Input data >>
● ● ●
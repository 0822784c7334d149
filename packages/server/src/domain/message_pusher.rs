//! メッセージ送信（通知）の trait 定義
//!
//! UseCase 層はこの trait を通じてトピックの購読者へメッセージを届けます。
//! WebSocket などの具体的な送信手段は Infrastructure 層が実装します。

use async_trait::async_trait;
use tokio::sync::mpsc;

use super::{
    error::MessagePushError,
    value_object::{SocketId, Topic},
};

/// 購読者 1 人分の送信チャンネル
pub type PusherChannel = mpsc::UnboundedSender<String>;

/// トピック単位でメッセージを届ける trait
#[cfg_attr(test, mockall::automock)]
#[async_trait]
pub trait MessagePusher: Send + Sync {
    /// トピックに購読者を登録
    async fn register_subscriber(&self, topic: &Topic, socket_id: SocketId, sender: PusherChannel);

    /// 購読を解除（存在しなくてもエラーにしない）
    async fn unregister_subscriber(&self, topic: &Topic, socket_id: &SocketId);

    /// トピックの購読者一覧
    async fn subscribers(&self, topic: &Topic) -> Vec<SocketId>;

    /// 複数の購読者に送信（一部の失敗は許容）
    async fn broadcast(
        &self,
        targets: Vec<SocketId>,
        content: &str,
    ) -> Result<(), MessagePushError>;
}
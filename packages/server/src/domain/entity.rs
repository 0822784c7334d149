//! エンティティ
//!
//! - `Room`: 共有コードバッファ・言語・アクティブファイル・ターミナル状態の最新値を持つ
//! - `User`: 認証済みユーザー
//! - `StoredFile`: ライブバッファとは独立して保存されたファイル

use serde::Serialize;

use super::{
    language,
    mutation::{FileDescriptor, Mutation, TerminalsSnapshot},
    value_object::{Email, FileId, LanguageId, RoomId, Timestamp, UserId, Username},
};

/// Room 作成時の言語
pub const DEFAULT_LANGUAGE: &str = "javascript";

/// Room 作成時のコード（javascript のボイラープレート）
pub const DEFAULT_CODE: &str = "// Write your JavaScript code here\nconsole.log(\"Hello, World!\");\n";

/// Room エンティティ
///
/// 種類ごとに最新値のみを保持します（編集履歴は持たない）。
/// 後から参加したセッションはこのスナップショットから現在の状態を取得します。
#[derive(Debug, Clone, PartialEq, Serialize)]
pub struct Room {
    pub id: RoomId,
    pub name: String,
    pub code: String,
    pub language: LanguageId,
    pub active_file: Option<FileDescriptor>,
    pub terminals: TerminalsSnapshot,
    pub created_by: UserId,
    pub created_at: Timestamp,
    /// 最後にミューテーションが適用された時刻
    pub updated_at: Timestamp,
}

impl Room {
    pub fn new(
        id: RoomId,
        name: String,
        language: LanguageId,
        created_by: UserId,
        created_at: Timestamp,
    ) -> Self {
        Self {
            id,
            name,
            code: DEFAULT_CODE.to_string(),
            language,
            active_file: None,
            terminals: TerminalsSnapshot::default(),
            created_by,
            created_at,
            updated_at: created_at,
        }
    }

    /// ミューテーションを適用する（種類ごとに last-write-wins）
    ///
    /// ライブセッションと同じ結果になるよう、言語の切り替えはコードを
    /// その言語のボイラープレートに戻し、ファイル選択はコードと言語も置き換えます。
    pub fn apply(&mut self, mutation: &Mutation, at: Timestamp) {
        match mutation {
            Mutation::Code(change) => self.code = change.code.clone(),
            Mutation::Language(id) => {
                self.language = id.clone();
                if let Some(code) = language::boilerplate(id.as_str()) {
                    self.code = code.to_string();
                }
            }
            Mutation::Terminals(snapshot) => self.terminals = snapshot.clone(),
            Mutation::FileSelection(selection) => {
                let file = &selection.file;
                self.code = file.content.clone();
                self.language = file.language.clone();
                self.active_file = Some(file.clone());
            }
        }
        self.updated_at = at;
    }
}

/// ユーザーエンティティ
#[derive(Debug, Clone, PartialEq)]
pub struct User {
    pub id: UserId,
    pub username: Username,
    pub email: Email,
    /// argon2 の PHC 文字列
    pub password_hash: String,
    /// 作成した Room
    pub rooms: Vec<RoomId>,
    pub created_at: Timestamp,
}

impl User {
    pub fn new(
        id: UserId,
        username: Username,
        email: Email,
        password_hash: String,
        created_at: Timestamp,
    ) -> Self {
        Self {
            id,
            username,
            email,
            password_hash,
            rooms: Vec::new(),
            created_at,
        }
    }
}

/// 保存済みファイル
#[derive(Debug, Clone, PartialEq)]
pub struct StoredFile {
    pub id: FileId,
    pub room_id: RoomId,
    pub name: String,
    pub language: LanguageId,
    pub content: String,
    pub saved_by: UserId,
    pub saved_at: Timestamp,
}

impl StoredFile {
    pub fn descriptor(&self) -> FileDescriptor {
        FileDescriptor {
            name: self.name.clone(),
            language: self.language.clone(),
            content: self.content.clone(),
        }
    }
}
● ● ●
What to produce >> Every entry must be printed again, exactly as it reads.

Task answer >>
repository 0822784c7334d149
filename packages/server/src/domain/message_pusher.rs
//! メッセージ送信（通知）の trait 定義
//!
//! UseCase 層はこの trait を通じてトピックの購読者へメッセージを届けます。
//! WebSocket などの具体的な送信手段は Infrastructure 層が実装します。

use async_trait::async_trait;
use tokio::sync::mpsc;

use super::{
    error::MessagePushError,
    value_object::{SocketId, Topic},
};

/// 購読者 1 人分の送信チャンネル
pub type PusherChannel = mpsc::UnboundedSender<String>;

/// トピック単位でメッセージを届ける trait
#[cfg_attr(test, mockall::automock)]
#[async_trait]
pub trait MessagePusher: Send + Sync {
    /// トピックに購読者を登録
    async fn register_subscriber(&self, topic: &Topic, socket_id: SocketId, sender: PusherChannel);

    /// 購読を解除（存在しなくてもエラーにしない）
    async fn unregister_subscriber(&self, topic: &Topic, socket_id: &SocketId);

    /// トピックの購読者一覧
    async fn subscribers(&self, topic: &Topic) -> Vec<SocketId>;

    /// 複数の購読者に送信（一部の失敗は許容）
    async fn broadcast(
        &self,
        targets: Vec<SocketId>,
        content: &str,
    ) -> Result<(), MessagePushError>;
}
filename packages/server/src/domain/entity.rs
repository 0822784c7334d149
//! エンティティ
//!
//! - `Room`: 共有コードバッファ・言語・アクティブファイル・ターミナル状態の最新値を持つ
//! - `User`: 認証済みユーザー
//! - `StoredFile`: ライブバッファとは独立して保存されたファイル

use serde::Serialize;

use super::{
    language,
    mutation::{FileDescriptor, Mutation, TerminalsSnapshot},
    value_object::{Email, FileId, LanguageId, RoomId, Timestamp, UserId, Username},
};

/// Room 作成時の言語
pub const DEFAULT_LANGUAGE: &str = "javascript";

/// Room 作成時のコード（javascript のボイラープレート）
pub const DEFAULT_CODE: &str = "// Write your JavaScript code here\nconsole.log(\"Hello, World!\");\n";

/// Room エンティティ
///
/// 種類ごとに最新値のみを保持します（編集履歴は持たない）。
/// 後から参加したセッションはこのスナップショットから現在の状態を取得します。
#[derive(Debug, Clone, PartialEq, Serialize)]
pub struct Room {
    pub id: RoomId,
    pub name: String,
    pub code: String,
    pub language: LanguageId,
    pub active_file: Option<FileDescriptor>,
    pub terminals: TerminalsSnapshot,
    pub created_by: UserId,
    pub created_at: Timestamp,
    /// 最後にミューテーションが適用された時刻
    pub updated_at: Timestamp,
}

impl Room {
    pub fn new(
        id: RoomId,
        name: String,
        language: LanguageId,
        created_by: UserId,
        created_at: Timestamp,
    ) -> Self {
        Self {
            id,
            name,
            code: DEFAULT_CODE.to_string(),
            language,
            active_file: None,
            terminals: TerminalsSnapshot::default(),
            created_by,
            created_at,
            updated_at: created_at,
        }
    }

    /// ミューテーションを適用する（種類ごとに last-write-wins）
    ///
    /// ライブセッションと同じ結果になるよう、言語の切り替えはコードを
    /// その言語のボイラープレートに戻し、ファイル選択はコードと言語も置き換えます。
    pub fn apply(&mut self, mutation: &Mutation, at: Timestamp) {
        match mutation {
            Mutation::Code(change) => self.code = change.code.clone(),
            Mutation::Language(id) => {
                self.language = id.clone();
                if let Some(code) = language::boilerplate(id.as_str()) {
                    self.code = code.to_string();
                }
            }
            Mutation::Terminals(snapshot) => self.terminals = snapshot.clone(),
            Mutation::FileSelection(selection) => {
                let file = &selection.file;
                self.code = file.content.clone();
                self.language = file.language.clone();
                self.active_file = Some(file.clone());
            }
        }
        self.updated_at = at;
    }
}

/// ユーザーエンティティ
#[derive(Debug, Clone, PartialEq)]
pub struct User {
    pub id: UserId,
    pub username: Username,
    pub email: Email,
    /// argon2 の PHC 文字列
    pub password_hash: String,
    /// 作成した Room
    pub rooms: Vec<RoomId>,
    pub created_at: Timestamp,
}

impl User {
    pub fn new(
        id: UserId,
        username: Username,
        email: Email,
        password_hash: String,
        created_at: Timestamp,
    ) -> Self {
        Self {
            id,
            username,
            email,
            password_hash,
            rooms: Vec::new(),
            created_at,
        }
    }
}

/// 保存済みファイル
#[derive(Debug, Clone, PartialEq)]
pub struct StoredFile {
    pub id: FileId,
    pub room_id: RoomId,
    pub name: String,
    pub language: LanguageId,
    pub content: String,
    pub saved_by: UserId,
    pub saved_at: Timestamp,
}

impl StoredFile {
    pub fn descriptor(&self) -> FileDescriptor {
        FileDescriptor {
            name: self.name.clone(),
            language: self.language.clone(),
            content: self.content.clone(),
        }
    }
}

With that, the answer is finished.